→ **PROBLEM TO SOLVE**:
Below are entries. Reproduce exactly the lines between the line holding "kept as is." and the line holding "is rewritten for", inclusive, and only those.

→ **SOURCE MATERIAL**:

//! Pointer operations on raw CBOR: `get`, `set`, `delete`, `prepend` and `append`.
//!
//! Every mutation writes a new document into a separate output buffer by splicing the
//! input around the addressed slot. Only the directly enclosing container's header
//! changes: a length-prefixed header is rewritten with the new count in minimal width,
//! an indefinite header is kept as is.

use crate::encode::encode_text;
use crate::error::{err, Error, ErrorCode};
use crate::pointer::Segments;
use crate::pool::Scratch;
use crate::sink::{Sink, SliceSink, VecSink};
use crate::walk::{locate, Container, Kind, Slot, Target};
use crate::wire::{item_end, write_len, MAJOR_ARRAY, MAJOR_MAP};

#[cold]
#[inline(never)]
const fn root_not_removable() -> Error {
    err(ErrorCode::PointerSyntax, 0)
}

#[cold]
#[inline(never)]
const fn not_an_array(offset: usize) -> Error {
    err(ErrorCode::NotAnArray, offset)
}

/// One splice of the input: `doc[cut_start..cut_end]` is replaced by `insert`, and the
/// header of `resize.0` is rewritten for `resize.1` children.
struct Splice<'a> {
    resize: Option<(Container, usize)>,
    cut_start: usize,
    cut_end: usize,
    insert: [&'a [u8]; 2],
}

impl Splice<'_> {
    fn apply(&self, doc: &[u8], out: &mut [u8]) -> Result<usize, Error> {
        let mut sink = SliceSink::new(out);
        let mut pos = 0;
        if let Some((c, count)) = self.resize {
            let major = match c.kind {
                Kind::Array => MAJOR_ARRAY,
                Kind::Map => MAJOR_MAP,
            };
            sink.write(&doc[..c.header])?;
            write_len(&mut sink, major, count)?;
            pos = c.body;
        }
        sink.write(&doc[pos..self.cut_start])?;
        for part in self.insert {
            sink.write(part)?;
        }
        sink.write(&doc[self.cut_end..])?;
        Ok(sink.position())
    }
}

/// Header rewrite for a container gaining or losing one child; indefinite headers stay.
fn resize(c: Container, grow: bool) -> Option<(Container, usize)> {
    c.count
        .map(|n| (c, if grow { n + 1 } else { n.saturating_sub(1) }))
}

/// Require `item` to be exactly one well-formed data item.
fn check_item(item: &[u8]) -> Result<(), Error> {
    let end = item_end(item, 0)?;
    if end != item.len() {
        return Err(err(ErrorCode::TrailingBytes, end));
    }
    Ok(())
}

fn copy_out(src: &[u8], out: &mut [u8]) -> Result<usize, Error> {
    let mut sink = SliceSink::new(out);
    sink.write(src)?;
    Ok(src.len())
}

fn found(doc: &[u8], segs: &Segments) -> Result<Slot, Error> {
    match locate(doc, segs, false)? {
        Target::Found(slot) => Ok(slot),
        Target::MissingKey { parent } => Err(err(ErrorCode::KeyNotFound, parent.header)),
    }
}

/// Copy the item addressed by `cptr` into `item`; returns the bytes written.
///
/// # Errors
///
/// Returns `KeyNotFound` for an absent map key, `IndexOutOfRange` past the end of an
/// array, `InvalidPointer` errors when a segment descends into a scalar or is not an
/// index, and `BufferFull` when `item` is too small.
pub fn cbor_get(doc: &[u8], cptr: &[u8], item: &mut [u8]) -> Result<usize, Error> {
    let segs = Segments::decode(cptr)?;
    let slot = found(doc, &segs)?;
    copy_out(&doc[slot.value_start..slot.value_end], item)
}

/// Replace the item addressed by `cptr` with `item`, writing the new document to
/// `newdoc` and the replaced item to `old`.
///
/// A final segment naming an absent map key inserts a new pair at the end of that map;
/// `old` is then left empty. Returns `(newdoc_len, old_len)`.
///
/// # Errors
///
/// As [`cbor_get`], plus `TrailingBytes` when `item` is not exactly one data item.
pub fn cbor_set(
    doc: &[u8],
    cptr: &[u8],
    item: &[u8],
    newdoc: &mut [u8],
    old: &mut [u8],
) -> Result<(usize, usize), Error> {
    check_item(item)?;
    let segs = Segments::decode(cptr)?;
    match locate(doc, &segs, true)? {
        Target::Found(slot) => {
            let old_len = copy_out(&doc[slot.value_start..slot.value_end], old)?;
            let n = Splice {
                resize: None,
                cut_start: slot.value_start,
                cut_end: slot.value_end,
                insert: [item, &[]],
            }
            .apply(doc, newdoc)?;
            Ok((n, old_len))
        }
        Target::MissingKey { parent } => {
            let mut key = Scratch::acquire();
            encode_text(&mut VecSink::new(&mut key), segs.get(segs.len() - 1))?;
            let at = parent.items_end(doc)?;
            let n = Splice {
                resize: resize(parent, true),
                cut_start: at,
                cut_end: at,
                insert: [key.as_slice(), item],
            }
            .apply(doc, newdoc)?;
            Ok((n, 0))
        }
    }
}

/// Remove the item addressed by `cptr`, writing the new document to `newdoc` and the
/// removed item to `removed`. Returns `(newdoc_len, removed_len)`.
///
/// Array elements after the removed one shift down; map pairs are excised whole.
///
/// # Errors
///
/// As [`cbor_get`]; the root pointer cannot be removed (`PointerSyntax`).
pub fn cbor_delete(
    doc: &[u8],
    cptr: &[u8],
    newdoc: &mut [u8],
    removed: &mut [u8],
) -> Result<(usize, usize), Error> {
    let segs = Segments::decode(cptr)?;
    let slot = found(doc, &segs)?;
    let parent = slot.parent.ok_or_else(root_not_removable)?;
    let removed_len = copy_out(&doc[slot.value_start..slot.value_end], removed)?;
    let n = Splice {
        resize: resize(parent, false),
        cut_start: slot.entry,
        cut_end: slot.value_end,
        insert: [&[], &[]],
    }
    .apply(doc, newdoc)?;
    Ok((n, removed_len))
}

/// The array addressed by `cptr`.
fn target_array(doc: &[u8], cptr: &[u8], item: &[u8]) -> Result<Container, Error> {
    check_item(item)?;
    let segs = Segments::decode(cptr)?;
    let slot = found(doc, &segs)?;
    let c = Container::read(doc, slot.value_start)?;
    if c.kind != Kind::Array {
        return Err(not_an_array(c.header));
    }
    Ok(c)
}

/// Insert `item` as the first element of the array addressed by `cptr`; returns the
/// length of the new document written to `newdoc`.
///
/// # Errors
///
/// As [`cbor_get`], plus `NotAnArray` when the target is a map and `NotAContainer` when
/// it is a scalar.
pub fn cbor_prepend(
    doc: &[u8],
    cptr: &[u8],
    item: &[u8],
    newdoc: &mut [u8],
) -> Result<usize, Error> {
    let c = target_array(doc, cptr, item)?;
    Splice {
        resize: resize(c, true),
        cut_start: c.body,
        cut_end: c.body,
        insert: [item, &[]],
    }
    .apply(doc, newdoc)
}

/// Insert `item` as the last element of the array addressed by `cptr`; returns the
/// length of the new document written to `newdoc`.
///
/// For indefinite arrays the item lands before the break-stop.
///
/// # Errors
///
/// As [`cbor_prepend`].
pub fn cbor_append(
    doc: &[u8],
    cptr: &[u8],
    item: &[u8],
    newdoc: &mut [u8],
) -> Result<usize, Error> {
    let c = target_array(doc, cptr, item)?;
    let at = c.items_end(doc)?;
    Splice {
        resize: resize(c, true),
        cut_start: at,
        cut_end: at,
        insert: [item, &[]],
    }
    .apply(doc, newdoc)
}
---
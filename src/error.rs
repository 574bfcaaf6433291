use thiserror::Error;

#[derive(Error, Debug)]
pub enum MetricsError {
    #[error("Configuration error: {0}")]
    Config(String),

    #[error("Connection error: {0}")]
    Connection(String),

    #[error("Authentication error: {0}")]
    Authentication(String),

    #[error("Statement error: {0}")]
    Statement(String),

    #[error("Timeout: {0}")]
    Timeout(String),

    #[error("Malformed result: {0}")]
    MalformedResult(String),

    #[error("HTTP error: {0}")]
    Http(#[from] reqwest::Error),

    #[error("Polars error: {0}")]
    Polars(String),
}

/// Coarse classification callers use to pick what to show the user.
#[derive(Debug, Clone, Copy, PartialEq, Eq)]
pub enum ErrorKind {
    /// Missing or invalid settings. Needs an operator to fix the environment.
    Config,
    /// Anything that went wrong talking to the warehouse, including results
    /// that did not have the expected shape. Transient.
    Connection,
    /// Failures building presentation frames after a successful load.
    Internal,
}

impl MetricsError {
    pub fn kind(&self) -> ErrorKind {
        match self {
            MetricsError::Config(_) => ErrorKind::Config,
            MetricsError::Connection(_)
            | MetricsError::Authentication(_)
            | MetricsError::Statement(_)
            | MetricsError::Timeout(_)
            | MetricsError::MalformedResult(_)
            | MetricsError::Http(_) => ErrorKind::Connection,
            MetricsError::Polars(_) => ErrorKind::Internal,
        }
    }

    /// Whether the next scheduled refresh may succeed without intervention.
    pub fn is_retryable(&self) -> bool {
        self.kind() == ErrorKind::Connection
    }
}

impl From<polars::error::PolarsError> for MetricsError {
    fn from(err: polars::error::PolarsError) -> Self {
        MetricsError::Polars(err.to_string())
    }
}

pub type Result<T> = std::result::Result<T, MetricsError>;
...
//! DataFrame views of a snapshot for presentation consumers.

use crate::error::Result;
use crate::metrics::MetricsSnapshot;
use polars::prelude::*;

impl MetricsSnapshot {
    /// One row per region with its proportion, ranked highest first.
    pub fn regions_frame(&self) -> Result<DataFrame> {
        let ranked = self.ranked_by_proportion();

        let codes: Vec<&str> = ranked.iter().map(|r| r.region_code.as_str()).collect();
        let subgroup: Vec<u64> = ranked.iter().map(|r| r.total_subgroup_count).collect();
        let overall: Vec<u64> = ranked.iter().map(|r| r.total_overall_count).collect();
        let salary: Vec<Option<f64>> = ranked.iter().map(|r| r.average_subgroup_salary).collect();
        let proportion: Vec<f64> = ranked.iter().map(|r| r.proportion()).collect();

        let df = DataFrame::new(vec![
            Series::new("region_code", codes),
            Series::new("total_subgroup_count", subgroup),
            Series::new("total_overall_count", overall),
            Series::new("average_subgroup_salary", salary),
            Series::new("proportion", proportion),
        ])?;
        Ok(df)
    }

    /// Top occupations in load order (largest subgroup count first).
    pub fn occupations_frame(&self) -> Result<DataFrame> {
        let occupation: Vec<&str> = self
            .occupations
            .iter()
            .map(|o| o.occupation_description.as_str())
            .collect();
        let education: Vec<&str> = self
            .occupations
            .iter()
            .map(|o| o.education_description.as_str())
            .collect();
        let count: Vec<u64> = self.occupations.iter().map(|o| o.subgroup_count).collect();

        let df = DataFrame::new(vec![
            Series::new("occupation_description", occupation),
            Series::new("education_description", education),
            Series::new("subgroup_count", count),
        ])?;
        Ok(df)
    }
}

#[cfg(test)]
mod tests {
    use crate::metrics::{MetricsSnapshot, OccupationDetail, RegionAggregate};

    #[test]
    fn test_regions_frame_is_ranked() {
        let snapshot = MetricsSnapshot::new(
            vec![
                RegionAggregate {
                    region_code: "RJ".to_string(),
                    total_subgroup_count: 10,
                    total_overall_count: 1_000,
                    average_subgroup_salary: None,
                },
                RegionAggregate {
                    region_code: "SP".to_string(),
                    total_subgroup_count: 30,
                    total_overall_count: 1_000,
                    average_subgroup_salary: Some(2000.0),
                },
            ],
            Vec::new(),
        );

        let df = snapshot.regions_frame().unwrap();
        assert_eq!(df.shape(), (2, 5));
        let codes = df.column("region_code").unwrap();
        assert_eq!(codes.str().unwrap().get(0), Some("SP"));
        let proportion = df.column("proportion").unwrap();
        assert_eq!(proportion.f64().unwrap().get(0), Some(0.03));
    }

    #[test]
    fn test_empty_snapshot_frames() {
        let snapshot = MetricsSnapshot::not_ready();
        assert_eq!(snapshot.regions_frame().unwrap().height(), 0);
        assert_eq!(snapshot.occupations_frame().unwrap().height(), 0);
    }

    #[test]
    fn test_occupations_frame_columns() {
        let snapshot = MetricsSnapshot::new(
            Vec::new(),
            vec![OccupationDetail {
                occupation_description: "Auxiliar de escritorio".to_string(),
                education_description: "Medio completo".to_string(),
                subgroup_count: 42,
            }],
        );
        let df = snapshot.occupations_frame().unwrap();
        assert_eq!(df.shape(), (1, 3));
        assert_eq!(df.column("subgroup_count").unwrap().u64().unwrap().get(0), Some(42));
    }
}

→ **RESPONSE TO THIS EXERCISE**:
//! an indefinite header is kept as is.

use crate::encode::encode_text;
use crate::error::{err, Error, ErrorCode};
use crate::pointer::Segments;
use crate::pool::Scratch;
use crate::sink::{Sink, SliceSink, VecSink};
use crate::walk::{locate, Container, Kind, Slot, Target};
use crate::wire::{item_end, write_len, MAJOR_ARRAY, MAJOR_MAP};

#[cold]
#[inline(never)]
const fn root_not_removable() -> Error {
    err(ErrorCode::PointerSyntax, 0)
}

#[cold]
#[inline(never)]
const fn not_an_array(offset: usize) -> Error {
    err(ErrorCode::NotAnArray, offset)
}

/// One splice of the input: `doc[cut_start..cut_end]` is replaced by `insert`, and the
/// header of `resize.0` is rewritten for `resize.1` children.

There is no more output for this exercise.